Without googling first (uh oh), my gut reaction would be to make a model per class. In particular, I’d take VGG, reset the dense layers, and train with binary labels. All those forward passes might be too expensive in production, though. With some more thought or some googling I think we could figure out a single-model solution.
Edit:
More thoughts:
Hmm. The targets could be…sparse like a one-hot encoding but while allowing more than one class turned on in the vector. I wonder how this would interact with the softmax layer. Maybe we wouldn’t want the outputs to sum to 1 anymore, or maybe that wouldn’t matter. Would we pick a threshold? How would we find it? Hmm.
Edit:
One idea would be to start by training a separate model for each class as a benchmark. Then, you could combine those models into a larger model (say, by using Keras’ merge function), putting some dense layers on it (or maybe even more convolutional layers) and seeing how it does, with respect to the benchmark.

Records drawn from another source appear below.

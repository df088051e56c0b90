//! 📥 Getting model bytes back *out* of the catalog.
//!
//! Three roads home, picked by [`crate::artifact::selector::select_download`]:
//! - small: GET the zip, unzip it
//! - large: import into a bucket, wait, stream the zip down, unzip it
//! - by reference: walk the manifest and fetch every pinned object version
//!
//! The caller checks the target directory first; by the time we get here
//! the human has already agreed to lose whatever was in it.

use std::path::{Path, PathBuf};

use futures::stream::{self, StreamExt, TryStreamExt};
use tracing::{debug, info};

use crate::artifact::archive;
use crate::artifact::uploader::staged_object;
use crate::error::{AquaError, AquaResult};
use crate::model::by_reference::ModelFileDescription;
use crate::oci::data_science::ArtifactBucketDetails;
use crate::oci::{DataScienceClient, ObjectStorageClient};
use crate::object_storage_uri::ObjectStorageUri;
use crate::progress::TransferProgress;
use crate::work_request::WorkRequestPoller;

#[derive(Debug, Clone)]
pub struct ArtifactDownloader {
    data_science: DataScienceClient,
    object_storage: ObjectStorageClient,
    poller: WorkRequestPoller,
}

/// 📌 One pinned object on its way to disk.
#[derive(Debug, Clone)]
struct PinnedObject {
    namespace: String,
    bucket: String,
    name: String,
    version: String,
    size: u64,
}

impl ArtifactDownloader {
    pub fn new(
        data_science: DataScienceClient,
        object_storage: ObjectStorageClient,
        poller: WorkRequestPoller,
    ) -> Self {
        Self {
            data_science,
            object_storage,
            poller,
        }
    }

    pub async fn download_small(&self, model_id: &str, target_dir: &Path) -> AquaResult<()> {
        let bytes = self
            .data_science
            .get_model_artifact_content(model_id)
            .await
            .map_err(not_found_is_missing_artifact)?;
        info!("📥 fetched {} artifact bytes for {}", bytes.len(), model_id);
        let the_target = target_dir.to_path_buf();
        tokio::task::spawn_blocking(move || archive::unzip_bytes(bytes, &the_target))
            .await
            .map_err(|e| AquaError::Io(std::io::Error::other(e)))?
    }

    /// 🚛 Import into `bucket_uri`, stream the zip down, unzip, optionally tidy up.
    pub async fn download_large(
        &self,
        model_id: &str,
        bucket_uri: &ObjectStorageUri,
        target_dir: &Path,
        region: &str,
        remove_existing_artifact: bool,
    ) -> AquaResult<()> {
        let the_object = staged_object(bucket_uri, model_id);
        let details = ArtifactBucketDetails {
            namespace: the_object.namespace.clone(),
            bucket: the_object.bucket.clone(),
            object_name: the_object.prefix.clone(),
            region: region.to_string(),
        };
        let work_request_id = self
            .data_science
            .import_model_artifact(model_id, &details)
            .await
            .map_err(not_found_is_missing_artifact)?;
        self.poller
            .wait(&work_request_id, &format!("Importing model artifact into {the_object}"))
            .await?;

        let the_scratch = tempfile::tempdir()?;
        let the_zip = the_scratch.path().join("artifact.zip");
        let written = self
            .object_storage
            .get_object_to_file(
                &the_object.namespace,
                &the_object.bucket,
                &the_object.prefix,
                None,
                &the_zip,
            )
            .await?;
        debug!("💾 streamed {} bytes from {}", written, the_object);

        let the_target = target_dir.to_path_buf();
        tokio::task::spawn_blocking(move || archive::unzip_file(&the_zip, &the_target))
            .await
            .map_err(|e| AquaError::Io(std::io::Error::other(e)))??;

        if remove_existing_artifact {
            debug!("🧹 removing imported artifact {}", the_object);
            self.object_storage
                .delete_object(&the_object.namespace, &the_object.bucket, &the_object.prefix)
                .await?;
        }
        Ok(())
    }

    /// 🔗 Fetch every object the manifest pins, `parallelism` at a time.
    ///
    /// Objects land at `target_dir/<object name>`, prefixes included.
    pub async fn download_by_reference(
        &self,
        description: &ModelFileDescription,
        target_dir: &Path,
        parallelism: usize,
    ) -> AquaResult<u64> {
        let the_objects: Vec<PinnedObject> = description
            .models
            .iter()
            .flat_map(|model| {
                model.objects.iter().map(|object| PinnedObject {
                    namespace: model.namespace.clone(),
                    bucket: model.bucket_name.clone(),
                    name: object.name.clone(),
                    version: object.version.clone(),
                    size: object.size_in_bytes,
                })
            })
            .collect();
        let (the_locations, total) = description.download_summary();
        info!(
            "🔗 downloading {} objects ({} bytes) from {}",
            the_objects.len(),
            total,
            the_locations.join(", ")
        );

        let progress = TransferProgress::new("Downloading referenced artifacts", total);
        let result = stream::iter(the_objects)
            .map(|object| {
                let the_progress = progress.clone();
                let destination = destination_for(target_dir, &object.name);
                async move {
                    let written = self
                        .object_storage
                        .get_object_to_file(
                            &object.namespace,
                            &object.bucket,
                            &object.name,
                            Some(&object.version),
                            &destination,
                        )
                        .await?;
                    the_progress.advance(object.size);
                    Ok::<u64, AquaError>(written)
                }
            })
            .buffer_unordered(parallelism.max(1))
            .try_fold(0u64, |sum, written| async move { Ok::<u64, AquaError>(sum + written) })
            .await;

        match &result {
            Ok(written) => progress.finish(format!("✅ Downloaded {written} bytes")),
            Err(_) => progress.abandon("💀 Download failed"),
        }
        result
    }
}

fn destination_for(target_dir: &Path, object_name: &str) -> PathBuf {
    object_name
        .split('/')
        .filter(|part| !part.is_empty() && *part != "." && *part != "..")
        .fold(target_dir.to_path_buf(), |path, part| path.join(part))
}

fn not_found_is_missing_artifact(e: AquaError) -> AquaError {
    if e.is_not_found() {
        AquaError::ModelArtifactNotFound
    } else {
        e
    }
}

#[cfg(test)]
mod tests {
    use super::*;
    use crate::app_config::OciConfig;
    use crate::model::by_reference::{ReferencedModel, ReferencedObject};
    use crate::oci::OciTransport;
    use serde_json::json;
    use std::time::Duration;
    use wiremock::matchers::{method, path, query_param};
    use wiremock::{Mock, MockServer, ResponseTemplate};

    fn the_downloader(server: &MockServer) -> ArtifactDownloader {
        let transport = OciTransport::new(&OciConfig::default()).unwrap();
        let data_science = DataScienceClient::new(transport.clone(), server.uri());
        let object_storage = ObjectStorageClient::new(transport, server.uri());
        let poller = WorkRequestPoller::new(data_science.clone(), Duration::from_millis(5));
        ArtifactDownloader::new(data_science, object_storage, poller)
    }

    fn zipped(name: &str, content: &[u8]) -> Vec<u8> {
        let dir = tempfile::tempdir().unwrap();
        std::fs::write(dir.path().join(name), content).unwrap();
        archive::zip_to_bytes(dir.path()).unwrap()
    }

    #[tokio::test]
    async fn the_one_where_a_small_artifact_unzips_in_place() {
        let server = MockServer::start().await;
        Mock::given(method("GET"))
            .and(path("/models/m1/content"))
            .respond_with(ResponseTemplate::new(200).set_body_bytes(zipped("score.py", b"ok")))
            .mount(&server)
            .await;

        let target = tempfile::tempdir().unwrap();
        the_downloader(&server).download_small("m1", target.path()).await.unwrap();
        assert_eq!(std::fs::read(target.path().join("score.py")).unwrap(), b"ok");
    }

    #[tokio::test]
    async fn the_one_where_there_was_never_an_artifact() {
        let server = MockServer::start().await;
        Mock::given(method("GET"))
            .and(path("/models/m1/content"))
            .respond_with(ResponseTemplate::new(404).set_body_json(json!({"code": "NotFound", "message": "nope"})))
            .mount(&server)
            .await;

        let target = tempfile::tempdir().unwrap();
        let err = the_downloader(&server).download_small("m1", target.path()).await.unwrap_err();
        assert!(matches!(err, AquaError::ModelArtifactNotFound));
    }

    #[tokio::test]
    async fn the_one_where_the_big_one_goes_through_the_bucket() {
        let server = MockServer::start().await;
        Mock::given(method("POST"))
            .and(path("/models/m1/actions/importArtifact"))
            .respond_with(ResponseTemplate::new(200).insert_header("opc-work-request-id", "wr-i"))
            .expect(1)
            .mount(&server)
            .await;
        Mock::given(method("GET"))
            .and(path("/workRequests/wr-i"))
            .respond_with(ResponseTemplate::new(200).set_body_json(json!({"id": "wr-i", "status": "SUCCEEDED"})))
            .mount(&server)
            .await;
        Mock::given(method("GET"))
            .and(path("/n/ns/b/stage/o/m1.zip"))
            .respond_with(ResponseTemplate::new(200).set_body_bytes(zipped("weights.bin", b"0101")))
            .mount(&server)
            .await;
        Mock::given(method("DELETE"))
            .and(path("/n/ns/b/stage/o/m1.zip"))
            .respond_with(ResponseTemplate::new(204))
            .expect(0)
            .mount(&server)
            .await;

        let target = tempfile::tempdir().unwrap();
        the_downloader(&server)
            .download_large(
                "m1",
                &ObjectStorageUri::new("stage", "ns", ""),
                target.path(),
                "us-ashburn-1",
                false,
            )
            .await
            .unwrap();
        assert_eq!(std::fs::read(target.path().join("weights.bin")).unwrap(), b"0101");
    }

    #[tokio::test]
    async fn the_one_where_every_pinned_version_comes_home() {
        let server = MockServer::start().await;
        Mock::given(method("GET"))
            .and(path("/n/ns/b/models/o/llama%2Fconfig.json"))
            .and(query_param("versionId", "v1"))
            .respond_with(ResponseTemplate::new(200).set_body_bytes(b"{}".to_vec()))
            .expect(1)
            .mount(&server)
            .await;
        Mock::given(method("GET"))
            .and(path("/n/ns/b/models/o/llama%2Fweights.bin"))
            .and(query_param("versionId", "v2"))
            .respond_with(ResponseTemplate::new(200).set_body_bytes(vec![1u8; 16]))
            .expect(1)
            .mount(&server)
            .await;

        let description = ModelFileDescription {
            models: vec![ReferencedModel {
                namespace: "ns".into(),
                bucket_name: "models".into(),
                prefix: "llama/".into(),
                objects: vec![
                    ReferencedObject { name: "llama/config.json".into(), version: "v1".into(), size_in_bytes: 2 },
                    ReferencedObject { name: "llama/weights.bin".into(), version: "v2".into(), size_in_bytes: 16 },
                ],
            }],
            ..ModelFileDescription::default()
        };

        let target = tempfile::tempdir().unwrap();
        let written = the_downloader(&server)
            .download_by_reference(&description, target.path(), 2)
            .await
            .unwrap();
        assert_eq!(written, 18);
        assert_eq!(std::fs::read(target.path().join("llama/weights.bin")).unwrap(), vec![1u8; 16]);
    }

    #[test]
    fn the_one_where_dot_dot_does_not_escape() {
        let base = Path::new("/tmp/target");
        assert_eq!(destination_for(base, "a/../b.txt"), PathBuf::from("/tmp/target/a/b.txt"));
        assert_eq!(destination_for(base, "/x//y"), PathBuf::from("/tmp/target/x/y"));
    }
}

Maybe the larger would perform better because it has more information and capacity for learning, but maybe it would perform worse in a red herring way. And this might depend on the class. Maybe combining two specialist networks A and B would perform better than A on A’s class, but perform worse than B on B’s class. In this case you could use the larger network for A’s class and use B for B’s class.
Edit:
Here’s a paper (2014): CNN: Single-label to Multi-label
I couldn’t figure out what they’re doing from the abstract, but mentioning semantic segmentation gave me an expensive idea for multi-label classification. You could segment the images into regions and label those regions (e.g. people are here, crop X is there, crop Z is there) for your data. Then, you could train a semantic segmentation network on this data. Then, after doing a forward pass, you could consider an entity to be present if the number (or percentage) of pixels corresponding to it is above a threshold. I think the threshold would have to be different for each class. And spatial resolutions would affect it and so would how much the object fills the image…this idea is dying fast.
Okay. I hope these thoughts helped. To go further it would help to know more about your problem; for example, knowing the kinds of things you want to detect and the nature of the images (e.g. will they be taken from a satellite, a drone, or a person?).